Blog Insight

Native Advertising

Overcome Resistance with Relevance

People tend to avoid advertising. Close to 60 percent of US households have a digital video recorder. The click-through average for paid search is under 2 percent while the average click-through rate for banner ads is less than 0.2 percent.

Though it would be incorrect to say that people hate advertising. Well, some do. People do hate irrelevant advertising. Irrelevance can be either that the message is wrong for the audience or that it is wrongly placed. Native advertising is the strategy of wrapping paid messages in the camouflage of editorial to work around the filters that people have naturally created to strain the thousands of ads vying for their attention each day.

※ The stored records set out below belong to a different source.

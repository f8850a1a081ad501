//! Repository implementations over the PostgreSQL store

pub mod chart;
pub mod ledger;

pub use chart::ChartRepository;
pub use ledger::{AccountMovement, LedgerRepository};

Catching up with Display Advertising

Native advertising is not a new idea, but it may come to rival display advertising spending. We’ve all seen infomercials staged as newscasts, or seen sponsored advertorial sections in magazines, or heard radio commercials featuring the local DJ. What makes native advertising new again is how people consume scrolling or streaming information on their social networks and the power of the smartphone as a leading device of choice. Ads just don’t fit as well on phones as does the natural flow of editorial or visual content.

The user’s mobile experience is helping marketers rethink what ads should say, and where they should say it, irrespective of platform. If typical banner ads were inserted into an editorial stream, they would interrupt the consumption of the content, and readers would engage at ever-dropping levels, or worse, flee. Publishers who use native advertising content can make marketers happy by encouraging a compatible communication style to reach an engaged audience, and at the same time, providing an improved experience to the reader with a marketing message that mimics the editorial style with a higher perceived information value.

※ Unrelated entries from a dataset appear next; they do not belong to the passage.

//! The journal engine
//!
//! Validates and records balanced journal entries, enforcing the
//! double-entry invariants:
//!
//! - every entry has at least two lines
//! - every line debits or credits an active, postable account
//! - total debits equal total credits, by exact decimal comparison
//! - posted entries are immutable; a compensating reversal is the only
//!   mutation path
//!
//! Validation is all-or-nothing: a draft that fails any check leaves no
//! partial state behind. The engine requires `&mut self` for writes, so a
//! single engine is never mutated concurrently; the persistence layer
//! provides the same guarantee with database transactions.

use chrono::{NaiveDate, Utc};
use rust_decimal::Decimal;
use std::collections::HashMap;
use tracing::info;

use core_kernel::{JournalEntryId, JournalLineId, Money, StaffId};

use crate::chart::ChartOfAccounts;
use crate::entry::{
    EntryDraft, EntryStatus, EntryType, JournalEntry, JournalLine, LineAmount, LineSpec,
};
use crate::error::LedgerError;

/// In-memory journal engine over a chart of accounts
#[derive(Debug, Default)]
pub struct JournalEngine {
    chart: ChartOfAccounts,
    entries: Vec<JournalEntry>,
    index: HashMap<JournalEntryId, usize>,
    next_sequence: u64,
}

impl JournalEngine {
    /// Creates an engine over the given chart
    pub fn new(chart: ChartOfAccounts) -> Self {
        Self {
            chart,
            entries: Vec::new(),
            index: HashMap::new(),
            next_sequence: 1,
        }
    }

    /// Creates an engine seeded with the standard chart of accounts
    pub fn with_standard_chart() -> Self {
        Self::new(ChartOfAccounts::standard())
    }

    /// Returns the chart of accounts
    pub fn chart(&self) -> &ChartOfAccounts {
        &self.chart
    }

    /// Returns the chart of accounts for maintenance (account upserts,
    /// deactivation)
    pub fn chart_mut(&mut self) -> &mut ChartOfAccounts {
        &mut self.chart
    }

    /// Validates and records a journal entry
    ///
    /// Checks, in order: line count, account resolution (active accounts,
    /// branch-preferring; control accounts take no direct lines; manual
    /// entries only target accounts that allow them), positive one-sided
    /// amounts, a single line currency, and exact debit/credit balance.
    /// Nothing is recorded unless every check passes.
    ///
    /// With `auto_post` (the default for system-generated entries) the
    /// entry is stamped posted immediately; otherwise it stays a draft for
    /// later approval via [`JournalEngine::post`].
    ///
    /// # Errors
    ///
    /// `Validation`, `AccountNotFound`, `AccountInactive`,
    /// `ControlAccountPosting`, `ManualPostingNotAllowed`, or
    /// `NotBalanced` carrying both totals.
    pub fn create_entry(&mut self, draft: EntryDraft) -> Result<&JournalEntry, LedgerError> {
        if draft.lines.len() < 2 {
            return Err(LedgerError::validation(format!(
                "journal entry must have at least 2 lines, got {}",
                draft.lines.len()
            )));
        }

        let lines = self.resolve_lines(&draft)?;

        let debits: Decimal = lines.iter().map(|l| l.debit_amount.amount()).sum();
        let credits: Decimal = lines.iter().map(|l| l.credit_amount.amount()).sum();
        if debits != credits {
            return Err(LedgerError::NotBalanced { debits, credits });
        }

        let now = Utc::now();
        let entry = JournalEntry {
            id: JournalEntryId::new(),
            journal_number: self.next_journal_number(draft.transaction_date),
            entry_type: draft.entry_type,
            status: if draft.auto_post {
                EntryStatus::Posted
            } else {
                EntryStatus::Draft
            },
            transaction_date: draft.transaction_date,
            posting_date: draft.auto_post.then_some(draft.transaction_date),
            branch: draft.branch,
            description: draft.description,
            reference_number: draft.reference_number,
            transaction: draft.transaction,
            loan: draft.loan,
            savings_account: draft.savings_account,
            created_by: draft.created_by,
            created_at: now,
            posted_by: draft.auto_post.then_some(draft.created_by),
            posted_at: draft.auto_post.then_some(now),
            reversal_of: draft.reversal_of,
            lines,
        };

        info!(
            journal_number = %entry.journal_number,
            entry_type = %entry.entry_type,
            status = %entry.status,
            total = %entry.total_debits(),
            "journal entry created"
        );

        let slot = self.entries.len();
        self.index.insert(entry.id, slot);
        self.entries.push(entry);
        Ok(&self.entries[slot])
    }

    /// Posts a draft entry (approval of a manual entry)
    ///
    /// Re-validates balance and line count before locking the entry.
    ///
    /// # Errors
    ///
    /// `InvalidStatus` unless the entry is a draft; `NotBalanced` if the
    /// draft no longer balances.
    pub fn post(
        &mut self,
        id: JournalEntryId,
        posted_by: StaffId,
    ) -> Result<&JournalEntry, LedgerError> {
        let slot = self.slot_of(id)?;
        let entry = &self.entries[slot];

        if entry.status != EntryStatus::Draft {
            return Err(LedgerError::InvalidStatus {
                action: "post",
                status: entry.status,
            });
        }
        if !entry.is_balanced() {
            return Err(LedgerError::NotBalanced {
                debits: entry.total_debits(),
                credits: entry.total_credits(),
            });
        }
        if entry.lines.len() < 2 {
            return Err(LedgerError::validation(
                "journal entry must have at least 2 lines",
            ));
        }

        let now = Utc::now();
        let entry = &mut self.entries[slot];
        entry.status = EntryStatus::Posted;
        entry.posted_by = Some(posted_by);
        entry.posted_at = Some(now);
        entry.posting_date = Some(now.date_naive());

        info!(journal_number = %entry.journal_number, "journal entry posted");
        Ok(&self.entries[slot])
    }

    /// Reverses a posted entry
    ///
    /// Creates a new auto-posted entry with every line's debit and credit
    /// swapped, linked back to the original, and flips the original's
    /// status to reversed. The status check and transition happen under the
    /// same exclusive borrow, so an entry can never be reversed twice.
    ///
    /// # Errors
    ///
    /// `InvalidStatus` unless the original is posted.
    pub fn reverse(
        &mut self,
        id: JournalEntryId,
        reversed_by: StaffId,
        reason: &str,
    ) -> Result<&JournalEntry, LedgerError> {
        let slot = self.slot_of(id)?;
        let original = &self.entries[slot];

        if original.status != EntryStatus::Posted {
            return Err(LedgerError::InvalidStatus {
                action: "reverse",
                status: original.status,
            });
        }

        let mut draft = EntryDraft::new(
            EntryType::Reversal,
            Utc::now().date_naive(),
            original.branch,
            format!("REVERSAL of {}: {}", original.journal_number, reason),
            reversed_by,
        )
        .with_reference(format!("REV-{}", original.journal_number));
        draft.reversal_of = Some(original.id);
        draft.transaction = original.transaction;
        draft.loan = original.loan;
        draft.savings_account = original.savings_account;

        for line in &original.lines {
            let amount = if line.debit_amount.is_positive() {
                LineAmount::Credit(line.debit_amount)
            } else {
                LineAmount::Debit(line.credit_amount)
            };
            draft.lines.push(LineSpec {
                account_code: line.gl_code.clone(),
                amount,
                description: Some(format!("Reversal: {}", line.description)),
                client: line.client,
            });
        }

        let reversal_id = self.create_entry(draft)?.id;

        let original = &mut self.entries[slot];
        original.status = EntryStatus::Reversed;
        info!(journal_number = %original.journal_number, "journal entry reversed");

        let reversal_slot = self.slot_of(reversal_id)?;
        Ok(&self.entries[reversal_slot])
    }

    /// Loads an already-persisted entry without validation
    ///
    /// This is the rehydration path for entries read back from storage; it
    /// trusts the caller completely. The report queries exist precisely to
    /// detect state that was corrupted behind the engine's back (see
    /// [`crate::reports::trial_balance`]).
    pub fn load(&mut self, entry: JournalEntry) {
        if let Some(sequence) = entry
            .journal_number
            .rsplit('-')
            .next()
            .and_then(|s| s.parse::<u64>().ok())
        {
            self.next_sequence = self.next_sequence.max(sequence + 1);
        }

        let slot = self.entries.len();
        self.index.insert(entry.id, slot);
        self.entries.push(entry);
    }

    /// Finds an entry by identifier
    pub fn entry(&self, id: JournalEntryId) -> Option<&JournalEntry> {
        self.index.get(&id).map(|&slot| &self.entries[slot])
    }

    /// Iterates all entries in insertion order
    pub fn entries(&self) -> &[JournalEntry] {
        &self.entries
    }

    /// Iterates entries whose lines have hit the ledger
    ///
    /// Drafts are excluded. Reversed entries remain included: their lines
    /// were posted and are netted out by the offsetting reversal entry, so
    /// dropping them would unbalance every report that spans the reversal.
    pub fn posted_entries(&self) -> impl Iterator<Item = &JournalEntry> {
        self.entries
            .iter()
            .filter(|e| matches!(e.status, EntryStatus::Posted | EntryStatus::Reversed))
    }

    fn slot_of(&self, id: JournalEntryId) -> Result<usize, LedgerError> {
        self.index
            .get(&id)
            .copied()
            .ok_or(LedgerError::EntryNotFound(id))
    }

    fn resolve_lines(&self, draft: &EntryDraft) -> Result<Vec<JournalLine>, LedgerError> {
        let mut lines = Vec::with_capacity(draft.lines.len());
        let mut currency = None;

        for (index, spec) in draft.lines.iter().enumerate() {
            let account = self.chart.lookup(&spec.account_code, Some(draft.branch))?;

            if account.is_control_account {
                return Err(LedgerError::ControlAccountPosting {
                    gl_code: account.gl_code.clone(),
                });
            }
            if !draft.entry_type.is_system_generated() && !account.allows_manual_entries {
                return Err(LedgerError::ManualPostingNotAllowed {
                    gl_code: account.gl_code.clone(),
                });
            }

            let amount = spec.amount.value();
            if !amount.is_positive() {
                return Err(LedgerError::validation(format!(
                    "line {}: amount must be positive, got {}",
                    index + 1,
                    amount.amount()
                )));
            }

            match currency {
                None => currency = Some(amount.currency()),
                Some(expected) if expected != amount.currency() => {
                    return Err(LedgerError::validation(format!(
                        "line {}: currency {} does not match entry currency {}",
                        index + 1,
                        amount.currency(),
                        expected
                    )));
                }
                Some(_) => {}
            }

            let zero = Money::zero(amount.currency());
            let (debit_amount, credit_amount) = match spec.amount {
                LineAmount::Debit(m) => (m, zero),
                LineAmount::Credit(m) => (zero, m),
            };

            lines.push(JournalLine {
                id: JournalLineId::new(),
                account_id: account.id,
                gl_code: account.gl_code.clone(),
                debit_amount,
                credit_amount,
                description: spec
                    .description
                    .clone()
                    .unwrap_or_else(|| draft.description.clone()),
                client: spec.client,
            });
        }

        Ok(lines)
    }

    fn next_journal_number(&mut self, date: NaiveDate) -> String {
        let sequence = self.next_sequence;
        self.next_sequence += 1;
        format!("JE-{}-{:06}", date.format("%Y%m%d"), sequence)
    }
}

#[cfg(test)]
mod tests {
    use super::*;
    use crate::entry::LineSpec;
    use core_kernel::BranchId;
    use rust_decimal_macros::dec;

    fn engine() -> JournalEngine {
        JournalEngine::with_standard_chart()
    }

    fn draft(engine_branch: BranchId, staff: StaffId) -> EntryDraft {
        EntryDraft::new(
            EntryType::Manual,
            NaiveDate::from_ymd_opt(2025, 7, 1).unwrap(),
            engine_branch,
            "Office rent for July",
            staff,
        )
        .line(LineSpec::debit("5120", Money::naira(dec!(50000))))
        .line(LineSpec::credit("1010", Money::naira(dec!(50000))))
    }

    #[test]
    fn test_journal_numbers_are_sequential() {
        let mut engine = engine();
        let branch = BranchId::new();
        let staff = StaffId::new();

        let first = engine.create_entry(draft(branch, staff)).unwrap();
        assert_eq!(first.journal_number, "JE-20250701-000001");

        let second = engine.create_entry(draft(branch, staff)).unwrap();
        assert_eq!(second.journal_number, "JE-20250701-000002");
    }

    #[test]
    fn test_manual_entry_stays_draft() {
        let mut engine = engine();
        let entry = engine.create_entry(draft(BranchId::new(), StaffId::new())).unwrap();
        assert_eq!(entry.status, EntryStatus::Draft);
        assert!(entry.posted_at.is_none());
        assert!(entry.posting_date.is_none());
    }

    #[test]
    fn test_manual_entry_cannot_target_system_only_account() {
        let mut engine = engine();
        let bad = EntryDraft::new(
            EntryType::Manual,
            NaiveDate::from_ymd_opt(2025, 7, 1).unwrap(),
            BranchId::new(),
            "sneaky",
            StaffId::new(),
        )
        .line(LineSpec::debit("1010", Money::naira(dec!(100))))
        .line(LineSpec::credit("1810", Money::naira(dec!(100))));

        assert!(matches!(
            engine.create_entry(bad),
            Err(LedgerError::ManualPostingNotAllowed { gl_code }) if gl_code == "1810"
        ));
    }
}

So, for native advertising to work, you must have something relevant to say and a compatible forum in which to say it. This means you have to know your customers thoroughly, and you have to know what medium to engage them in. We are big believers in using social media monitoring to get a real-world, real-time assessment of what a specific audience is talking about, and in using robust qualitative and quantitative tools, like Iconoculture or GfK MRI, to identify key insights and trends.

In addition to knowing what to say, you need to know where to say it. Native advertising is most widely available on social networks: Facebook’s News Feed ads, Twitter’s Promoted Tweets, and Yahoo’s Stream Ads.

Native Is Not Always Social

Social is not always the right environment for every marketer. Native units can also exist in traditional media properties like The New York TimesThe Washington Post, and The Atlantic, or in newer digital properties like BuzzFeed, CollegeHumor, and The Huffington Post. Sometimes, native advertising opportunities can emerge from one-on-one conversations with publishers who might already attract the right audience but may not yet have a fully baked native advertising option. At GLG, we’ll create the right environment, bringing the publisher and marketer together to build an experience that did not previously exist.

The right marketing partner should help you create a message with a specific audience and outlet in mind. After all, when you break down the elements of native advertising, right person, right message, and right place are the right ingredients for any kind of marketing.